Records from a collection
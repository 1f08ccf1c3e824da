//! Modelo de Authorized
//!
//! Entrada de la lista de placas autorizadas. Es independiente de los
//! registros de Vehicle y Person.

use serde::{Deserialize, Serialize};
use sqlx::FromRow;
use uuid::Uuid;

use crate::utils::validation::Plate;

#[derive(Debug, Clone, PartialEq, Serialize, Deserialize, FromRow)]
pub struct Authorized {
    pub id: Uuid,
    pub plate: String,
    pub name: String,
    pub department: String,
}

/// Vista reducida devuelta por la consulta de placa
#[derive(Debug, Clone, PartialEq, Serialize, Deserialize)]
pub struct AuthorizedSummary {
    pub plate: String,
    pub name: String,
    pub department: String,
}

impl From<Authorized> for AuthorizedSummary {
    fn from(entry: Authorized) -> Self {
        Self {
            plate: entry.plate,
            name: entry.name,
            department: entry.department,
        }
    }
}

#[derive(Debug, Clone, PartialEq)]
pub struct NewAuthorized {
    pub plate: Plate,
    pub name: String,
    pub department: String,
}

What to work on
Please write out, exactly as they appear, the line that contains "pub struct AuthorizedSummary" and every line after it up to the end of the entries above, and no others.

Task result
pub struct AuthorizedSummary {
    pub plate: String,
    pub name: String,
    pub department: String,
}

impl From<Authorized> for AuthorizedSummary {
    fn from(entry: Authorized) -> Self {
        Self {
            plate: entry.plate,
            name: entry.name,
            department: entry.department,
        }
    }
}

#[derive(Debug, Clone, PartialEq)]
pub struct NewAuthorized {
    pub plate: Plate,
    pub name: String,
    pub department: String,
}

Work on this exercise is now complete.